DIRECTIONS
A single number is required: the count of lines in the entries below that include the word "result".
╭─ RAW DATA
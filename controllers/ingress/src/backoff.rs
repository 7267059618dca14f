//! # Fibonacci Backoff
//!
//! Delay between restarts of a failed watch stream. The sequence grows
//! 1s, 1s, 2s, 3s, 5s, 8s... and is capped at the configured maximum.

use std::time::Duration;

/// Fibonacci backoff calculator, in seconds.
#[derive(Debug, Clone)]
pub struct FibonacciBackoff {
    min_secs: u64,
    prev_secs: u64,
    current_secs: u64,
    max_secs: u64,
}

impl FibonacciBackoff {
    /// Backoff starting at `min_secs` and capped at `max_secs`.
    #[must_use]
    pub fn new(min_secs: u64, max_secs: u64) -> Self {
        Self {
            min_secs,
            prev_secs: 0,
            current_secs: min_secs,
            max_secs,
        }
    }

    /// Returns the current delay and advances the sequence.
    pub fn next_backoff(&mut self) -> Duration {
        let result = self.current_secs;
        let next = self.prev_secs.saturating_add(self.current_secs);
        self.prev_secs = self.current_secs;
        self.current_secs = next.min(self.max_secs);
        Duration::from_secs(result)
    }

    /// Restarts the sequence after a healthy stream.
    pub fn reset(&mut self) {
        self.prev_secs = 0;
        self.current_secs = self.min_secs;
    }
}

impl Default for FibonacciBackoff {
    fn default() -> Self {
        Self::new(1, 30)
    }
}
╰─
WORKED SOLUTION
2